Task brief:
Wherever the string "configuration" appears in a line of the listing below, report that line.
== == ==
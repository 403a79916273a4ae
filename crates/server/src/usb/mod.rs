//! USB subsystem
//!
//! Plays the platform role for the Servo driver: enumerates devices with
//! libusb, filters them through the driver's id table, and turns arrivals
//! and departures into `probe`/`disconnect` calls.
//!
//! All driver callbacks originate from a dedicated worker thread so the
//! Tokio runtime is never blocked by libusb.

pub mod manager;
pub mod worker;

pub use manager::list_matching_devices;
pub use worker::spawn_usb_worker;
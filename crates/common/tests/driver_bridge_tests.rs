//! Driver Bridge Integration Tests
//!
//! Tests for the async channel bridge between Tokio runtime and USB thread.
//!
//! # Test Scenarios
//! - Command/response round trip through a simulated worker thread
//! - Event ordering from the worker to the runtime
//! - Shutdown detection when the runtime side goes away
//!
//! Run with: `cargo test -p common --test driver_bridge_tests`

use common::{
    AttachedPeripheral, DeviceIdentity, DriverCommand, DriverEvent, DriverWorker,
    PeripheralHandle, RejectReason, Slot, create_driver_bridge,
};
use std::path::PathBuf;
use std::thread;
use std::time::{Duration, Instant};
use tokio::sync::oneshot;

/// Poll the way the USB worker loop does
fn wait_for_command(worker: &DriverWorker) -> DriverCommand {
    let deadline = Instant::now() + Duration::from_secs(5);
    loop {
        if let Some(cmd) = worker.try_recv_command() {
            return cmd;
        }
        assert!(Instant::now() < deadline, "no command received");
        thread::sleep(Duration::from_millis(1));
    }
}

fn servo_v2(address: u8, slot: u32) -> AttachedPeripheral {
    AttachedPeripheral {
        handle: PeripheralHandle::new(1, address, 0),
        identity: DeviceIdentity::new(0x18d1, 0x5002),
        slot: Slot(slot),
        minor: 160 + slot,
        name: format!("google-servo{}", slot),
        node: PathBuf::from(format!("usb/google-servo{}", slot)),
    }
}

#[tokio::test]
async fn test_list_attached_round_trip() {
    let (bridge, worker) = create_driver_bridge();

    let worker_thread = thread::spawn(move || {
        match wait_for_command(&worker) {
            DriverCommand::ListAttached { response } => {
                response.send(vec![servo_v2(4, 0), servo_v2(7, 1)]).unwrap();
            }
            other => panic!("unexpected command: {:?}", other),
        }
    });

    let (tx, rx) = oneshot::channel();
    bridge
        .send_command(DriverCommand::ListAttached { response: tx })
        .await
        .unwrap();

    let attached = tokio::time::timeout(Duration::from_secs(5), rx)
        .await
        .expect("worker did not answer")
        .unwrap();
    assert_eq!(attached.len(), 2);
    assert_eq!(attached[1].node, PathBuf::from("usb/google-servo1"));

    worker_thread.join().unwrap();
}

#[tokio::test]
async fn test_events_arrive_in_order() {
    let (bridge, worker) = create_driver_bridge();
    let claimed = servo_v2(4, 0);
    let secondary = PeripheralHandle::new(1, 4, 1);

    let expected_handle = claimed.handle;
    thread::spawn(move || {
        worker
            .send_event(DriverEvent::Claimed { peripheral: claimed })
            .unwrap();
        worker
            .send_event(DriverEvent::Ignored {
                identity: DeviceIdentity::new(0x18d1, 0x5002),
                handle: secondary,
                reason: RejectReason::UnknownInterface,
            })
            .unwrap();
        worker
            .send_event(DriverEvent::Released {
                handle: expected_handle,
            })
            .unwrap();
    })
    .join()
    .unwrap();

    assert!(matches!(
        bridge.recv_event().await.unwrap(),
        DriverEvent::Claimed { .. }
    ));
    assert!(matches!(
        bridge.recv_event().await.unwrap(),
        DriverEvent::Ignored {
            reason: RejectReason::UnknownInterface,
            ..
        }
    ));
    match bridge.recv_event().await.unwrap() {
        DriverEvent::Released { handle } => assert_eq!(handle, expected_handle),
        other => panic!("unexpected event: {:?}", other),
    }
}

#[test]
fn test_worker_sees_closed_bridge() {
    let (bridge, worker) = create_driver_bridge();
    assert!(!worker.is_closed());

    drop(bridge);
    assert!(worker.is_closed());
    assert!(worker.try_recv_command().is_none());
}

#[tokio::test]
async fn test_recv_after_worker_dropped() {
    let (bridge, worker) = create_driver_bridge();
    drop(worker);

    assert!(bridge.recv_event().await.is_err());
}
== == ==
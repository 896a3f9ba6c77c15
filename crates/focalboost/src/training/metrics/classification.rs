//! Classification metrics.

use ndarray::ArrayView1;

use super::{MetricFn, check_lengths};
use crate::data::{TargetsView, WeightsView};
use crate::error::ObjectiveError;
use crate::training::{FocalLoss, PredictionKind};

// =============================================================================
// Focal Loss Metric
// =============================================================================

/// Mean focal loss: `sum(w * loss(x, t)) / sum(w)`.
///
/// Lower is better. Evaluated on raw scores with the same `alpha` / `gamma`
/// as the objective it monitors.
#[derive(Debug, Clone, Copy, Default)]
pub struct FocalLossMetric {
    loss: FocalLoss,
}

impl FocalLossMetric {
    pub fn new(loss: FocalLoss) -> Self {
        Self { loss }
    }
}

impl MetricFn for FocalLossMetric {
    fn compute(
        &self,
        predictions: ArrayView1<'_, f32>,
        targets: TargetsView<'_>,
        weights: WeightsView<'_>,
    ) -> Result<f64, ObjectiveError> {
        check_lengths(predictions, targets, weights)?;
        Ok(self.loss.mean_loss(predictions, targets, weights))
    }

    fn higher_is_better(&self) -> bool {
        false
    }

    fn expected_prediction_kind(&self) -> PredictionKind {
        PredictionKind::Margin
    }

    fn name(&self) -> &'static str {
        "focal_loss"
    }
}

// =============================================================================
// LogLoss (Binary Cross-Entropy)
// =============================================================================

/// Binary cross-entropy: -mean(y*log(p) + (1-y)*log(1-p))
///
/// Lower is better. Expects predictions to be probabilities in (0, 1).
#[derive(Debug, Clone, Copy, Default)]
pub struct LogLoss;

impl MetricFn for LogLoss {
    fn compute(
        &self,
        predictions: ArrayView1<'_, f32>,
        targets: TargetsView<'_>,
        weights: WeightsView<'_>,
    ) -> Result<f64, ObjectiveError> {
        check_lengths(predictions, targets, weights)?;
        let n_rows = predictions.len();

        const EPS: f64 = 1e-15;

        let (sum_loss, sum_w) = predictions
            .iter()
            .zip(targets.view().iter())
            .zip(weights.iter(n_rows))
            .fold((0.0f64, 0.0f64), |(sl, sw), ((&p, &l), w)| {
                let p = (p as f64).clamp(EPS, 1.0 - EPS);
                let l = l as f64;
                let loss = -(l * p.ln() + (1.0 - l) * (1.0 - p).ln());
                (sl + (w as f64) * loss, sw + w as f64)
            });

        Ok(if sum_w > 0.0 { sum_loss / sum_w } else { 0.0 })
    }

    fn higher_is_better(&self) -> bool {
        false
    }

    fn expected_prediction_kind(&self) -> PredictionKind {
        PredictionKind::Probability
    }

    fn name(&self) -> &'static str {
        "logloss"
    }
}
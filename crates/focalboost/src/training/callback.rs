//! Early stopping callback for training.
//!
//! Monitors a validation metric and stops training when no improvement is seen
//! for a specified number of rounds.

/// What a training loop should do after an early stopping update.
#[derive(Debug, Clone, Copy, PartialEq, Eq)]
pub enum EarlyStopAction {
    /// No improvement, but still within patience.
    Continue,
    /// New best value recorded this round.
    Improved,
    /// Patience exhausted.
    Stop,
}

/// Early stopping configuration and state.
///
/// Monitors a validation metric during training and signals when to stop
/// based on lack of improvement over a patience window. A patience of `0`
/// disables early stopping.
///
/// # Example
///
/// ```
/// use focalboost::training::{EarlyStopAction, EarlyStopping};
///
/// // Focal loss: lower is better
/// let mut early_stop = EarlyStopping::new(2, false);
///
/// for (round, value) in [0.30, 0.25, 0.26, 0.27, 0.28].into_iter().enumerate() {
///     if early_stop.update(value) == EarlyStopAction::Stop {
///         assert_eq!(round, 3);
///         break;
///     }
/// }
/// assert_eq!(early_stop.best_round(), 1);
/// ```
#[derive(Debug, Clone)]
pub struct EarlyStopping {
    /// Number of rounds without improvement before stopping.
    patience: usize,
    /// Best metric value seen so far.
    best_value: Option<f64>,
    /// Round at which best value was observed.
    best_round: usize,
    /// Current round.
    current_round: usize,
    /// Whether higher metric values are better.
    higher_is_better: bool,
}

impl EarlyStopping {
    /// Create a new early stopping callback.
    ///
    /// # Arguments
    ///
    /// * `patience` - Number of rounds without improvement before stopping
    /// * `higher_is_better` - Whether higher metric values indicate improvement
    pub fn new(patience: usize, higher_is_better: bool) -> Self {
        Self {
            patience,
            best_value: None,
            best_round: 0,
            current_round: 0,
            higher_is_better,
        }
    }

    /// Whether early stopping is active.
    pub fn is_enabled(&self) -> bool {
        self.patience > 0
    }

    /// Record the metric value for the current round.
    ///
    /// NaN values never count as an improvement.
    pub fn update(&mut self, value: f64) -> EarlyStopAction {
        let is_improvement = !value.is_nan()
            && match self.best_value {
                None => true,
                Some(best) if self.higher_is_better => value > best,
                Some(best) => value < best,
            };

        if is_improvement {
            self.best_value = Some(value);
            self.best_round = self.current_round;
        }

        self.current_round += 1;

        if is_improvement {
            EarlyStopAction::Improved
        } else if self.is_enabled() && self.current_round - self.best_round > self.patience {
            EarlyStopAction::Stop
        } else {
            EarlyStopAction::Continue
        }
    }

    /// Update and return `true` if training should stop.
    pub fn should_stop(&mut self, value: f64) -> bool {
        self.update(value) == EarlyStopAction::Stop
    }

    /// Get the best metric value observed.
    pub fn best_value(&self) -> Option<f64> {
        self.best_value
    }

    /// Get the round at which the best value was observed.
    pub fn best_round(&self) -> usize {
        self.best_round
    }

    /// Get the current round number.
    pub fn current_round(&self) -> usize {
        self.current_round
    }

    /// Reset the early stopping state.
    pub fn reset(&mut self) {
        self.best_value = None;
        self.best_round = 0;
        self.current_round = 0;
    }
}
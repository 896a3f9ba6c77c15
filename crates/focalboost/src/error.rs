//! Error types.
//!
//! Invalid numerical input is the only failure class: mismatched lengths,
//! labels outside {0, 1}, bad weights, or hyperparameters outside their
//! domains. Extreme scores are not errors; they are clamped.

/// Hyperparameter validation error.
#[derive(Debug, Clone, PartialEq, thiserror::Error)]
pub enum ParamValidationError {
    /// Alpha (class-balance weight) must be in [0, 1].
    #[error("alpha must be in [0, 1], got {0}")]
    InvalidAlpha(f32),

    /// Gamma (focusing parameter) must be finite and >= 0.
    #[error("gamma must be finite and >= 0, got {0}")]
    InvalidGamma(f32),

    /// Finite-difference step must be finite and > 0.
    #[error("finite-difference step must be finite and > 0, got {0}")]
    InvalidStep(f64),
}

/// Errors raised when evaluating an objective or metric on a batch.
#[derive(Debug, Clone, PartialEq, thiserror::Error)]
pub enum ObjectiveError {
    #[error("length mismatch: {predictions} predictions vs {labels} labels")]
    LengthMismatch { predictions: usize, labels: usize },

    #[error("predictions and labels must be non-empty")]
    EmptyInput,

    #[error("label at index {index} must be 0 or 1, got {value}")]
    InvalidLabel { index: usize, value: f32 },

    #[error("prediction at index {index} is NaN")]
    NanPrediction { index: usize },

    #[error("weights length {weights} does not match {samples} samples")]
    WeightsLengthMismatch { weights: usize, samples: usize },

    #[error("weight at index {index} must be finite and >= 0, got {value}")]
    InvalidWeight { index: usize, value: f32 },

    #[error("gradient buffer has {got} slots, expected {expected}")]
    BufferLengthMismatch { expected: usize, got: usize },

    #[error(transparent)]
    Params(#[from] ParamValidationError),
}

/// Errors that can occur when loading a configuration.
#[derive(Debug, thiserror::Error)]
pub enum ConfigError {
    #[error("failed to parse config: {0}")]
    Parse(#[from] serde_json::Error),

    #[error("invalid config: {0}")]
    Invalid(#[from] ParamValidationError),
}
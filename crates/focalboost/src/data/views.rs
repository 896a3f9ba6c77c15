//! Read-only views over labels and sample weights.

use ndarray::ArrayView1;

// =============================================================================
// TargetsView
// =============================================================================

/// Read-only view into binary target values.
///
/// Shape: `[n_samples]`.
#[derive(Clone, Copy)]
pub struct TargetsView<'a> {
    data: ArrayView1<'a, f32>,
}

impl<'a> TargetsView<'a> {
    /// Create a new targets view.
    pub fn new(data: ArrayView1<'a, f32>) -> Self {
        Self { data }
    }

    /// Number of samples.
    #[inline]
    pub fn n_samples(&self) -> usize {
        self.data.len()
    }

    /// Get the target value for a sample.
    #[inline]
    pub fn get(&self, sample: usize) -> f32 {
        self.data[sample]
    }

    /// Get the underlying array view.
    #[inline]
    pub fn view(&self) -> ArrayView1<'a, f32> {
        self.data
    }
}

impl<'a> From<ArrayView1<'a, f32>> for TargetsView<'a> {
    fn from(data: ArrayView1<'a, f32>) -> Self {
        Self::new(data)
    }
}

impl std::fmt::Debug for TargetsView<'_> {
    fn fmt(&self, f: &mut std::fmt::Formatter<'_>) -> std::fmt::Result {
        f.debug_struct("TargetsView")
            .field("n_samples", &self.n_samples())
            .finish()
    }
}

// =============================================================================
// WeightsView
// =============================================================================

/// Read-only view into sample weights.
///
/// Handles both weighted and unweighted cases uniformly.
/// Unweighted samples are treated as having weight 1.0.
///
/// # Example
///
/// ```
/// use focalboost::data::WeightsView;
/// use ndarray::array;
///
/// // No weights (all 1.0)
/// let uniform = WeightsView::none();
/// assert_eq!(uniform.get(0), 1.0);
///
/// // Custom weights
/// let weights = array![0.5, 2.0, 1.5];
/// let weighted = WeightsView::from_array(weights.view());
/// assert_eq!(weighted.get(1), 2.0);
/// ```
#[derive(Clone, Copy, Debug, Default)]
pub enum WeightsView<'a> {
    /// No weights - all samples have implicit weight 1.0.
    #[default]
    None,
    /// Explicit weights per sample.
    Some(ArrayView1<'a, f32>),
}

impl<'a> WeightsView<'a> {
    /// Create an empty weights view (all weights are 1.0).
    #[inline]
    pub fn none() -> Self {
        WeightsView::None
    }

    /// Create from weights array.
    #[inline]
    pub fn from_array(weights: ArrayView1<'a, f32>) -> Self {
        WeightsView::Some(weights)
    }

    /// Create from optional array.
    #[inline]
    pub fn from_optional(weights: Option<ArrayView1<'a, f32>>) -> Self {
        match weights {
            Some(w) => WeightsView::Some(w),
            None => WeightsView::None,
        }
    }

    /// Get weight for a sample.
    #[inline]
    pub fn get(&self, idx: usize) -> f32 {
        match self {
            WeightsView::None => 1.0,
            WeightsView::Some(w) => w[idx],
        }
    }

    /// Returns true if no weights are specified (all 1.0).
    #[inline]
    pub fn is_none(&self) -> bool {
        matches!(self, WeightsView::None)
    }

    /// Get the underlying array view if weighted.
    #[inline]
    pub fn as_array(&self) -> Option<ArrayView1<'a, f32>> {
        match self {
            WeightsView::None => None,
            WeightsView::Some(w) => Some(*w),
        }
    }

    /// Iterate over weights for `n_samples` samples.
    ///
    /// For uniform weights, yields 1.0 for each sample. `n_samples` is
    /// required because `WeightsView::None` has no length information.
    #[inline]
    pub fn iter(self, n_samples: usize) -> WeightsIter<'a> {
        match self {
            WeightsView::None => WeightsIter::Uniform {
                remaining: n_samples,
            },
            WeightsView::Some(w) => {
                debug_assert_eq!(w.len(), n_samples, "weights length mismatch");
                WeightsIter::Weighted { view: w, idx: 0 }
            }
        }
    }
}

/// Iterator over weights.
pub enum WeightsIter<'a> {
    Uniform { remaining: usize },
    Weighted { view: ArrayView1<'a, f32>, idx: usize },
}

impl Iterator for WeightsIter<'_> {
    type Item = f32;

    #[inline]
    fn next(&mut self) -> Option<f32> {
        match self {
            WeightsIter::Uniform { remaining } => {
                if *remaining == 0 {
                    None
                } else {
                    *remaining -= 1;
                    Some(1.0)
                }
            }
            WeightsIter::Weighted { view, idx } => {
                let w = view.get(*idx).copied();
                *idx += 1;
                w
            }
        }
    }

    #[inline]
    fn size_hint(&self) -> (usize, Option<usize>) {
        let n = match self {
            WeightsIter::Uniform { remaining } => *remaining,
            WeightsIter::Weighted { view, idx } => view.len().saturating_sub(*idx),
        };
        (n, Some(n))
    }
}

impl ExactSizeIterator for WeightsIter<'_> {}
== == ==
Solution for this task:
/// Early stopping configuration and state.
/// Errors that can occur when loading a configuration.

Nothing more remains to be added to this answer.